◆ TASK GOAL ◆
The response should be the data again, identical in every line.

(INFORMATION PROVIDED Opens)

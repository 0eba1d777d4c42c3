//! Campaign configuration.

use crate::CampaignId;
use chrono::{DateTime, Utc};
use serde::{Deserialize, Serialize};

/// The single campaign configuration record (`GET /configuracao/`).
#[derive(Debug, Clone, PartialEq, Eq, Serialize, Deserialize)]
pub struct CampaignConfig {
    pub id: CampaignId,
    /// Title shown on the registration page, e.g. `"Promoção Pizza por R$ 0,25"`.
    #[serde(rename = "titulo_promocao")]
    pub promo_title: String,
    /// Maximum number of customers the campaign accepts.
    #[serde(rename = "limite_clientes")]
    pub customer_limit: u32,
    /// Registration deadline, if any.
    #[serde(
        rename = "data_limite_promocao",
        with = "crate::time::utc_option",
        default
    )]
    pub deadline: Option<DateTime<Utc>>,
}

/// Body of `PUT /configuracao/{id}`.
#[derive(Debug, Clone, PartialEq, Eq, Serialize, Deserialize)]
pub struct CampaignConfigUpdate {
    #[serde(rename = "titulo_promocao")]
    pub promo_title: String,
    #[serde(rename = "limite_clientes")]
    pub customer_limit: u32,
    /// Sent as `null` to clear the deadline.
    #[serde(
        rename = "data_limite_promocao",
        with = "crate::time::utc_option",
        default
    )]
    pub deadline: Option<DateTime<Utc>>,
}

/// Public campaign info (`GET /promocao-info/`).
#[derive(Debug, Clone, PartialEq, Eq, Serialize, Deserialize)]
pub struct PromotionInfo {
    #[serde(rename = "titulo_promocao")]
    pub promo_title: String,
}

(INFORMATION PROVIDED Closes)

◆ REPLY TO THE TASK ◆
repository 0eba1d777d4c42c3
//! Campaign configuration.

use crate::CampaignId;
use chrono::{DateTime, Utc};
use serde::{Deserialize, Serialize};

/// The single campaign configuration record (`GET /configuracao/`).
#[derive(Debug, Clone, PartialEq, Eq, Serialize, Deserialize)]
pub struct CampaignConfig {
    pub id: CampaignId,
    /// Title shown on the registration page, e.g. `"Promoção Pizza por R$ 0,25"`.
    #[serde(rename = "titulo_promocao")]
    pub promo_title: String,
    /// Maximum number of customers the campaign accepts.
    #[serde(rename = "limite_clientes")]
    pub customer_limit: u32,
    /// Registration deadline, if any.
    #[serde(
        rename = "data_limite_promocao",
        with = "crate::time::utc_option",
        default
    )]
    pub deadline: Option<DateTime<Utc>>,
}

/// Body of `PUT /configuracao/{id}`.
#[derive(Debug, Clone, PartialEq, Eq, Serialize, Deserialize)]
pub struct CampaignConfigUpdate {
    #[serde(rename = "titulo_promocao")]
    pub promo_title: String,
    #[serde(rename = "limite_clientes")]
    pub customer_limit: u32,
    /// Sent as `null` to clear the deadline.
    #[serde(
        rename = "data_limite_promocao",
        with = "crate::time::utc_option",
        default
    )]
    pub deadline: Option<DateTime<Utc>>,
}

/// Public campaign info (`GET /promocao-info/`).
#[derive(Debug, Clone, PartialEq, Eq, Serialize, Deserialize)]
pub struct PromotionInfo {
    #[serde(rename = "titulo_promocao")]
    pub promo_title: String,
}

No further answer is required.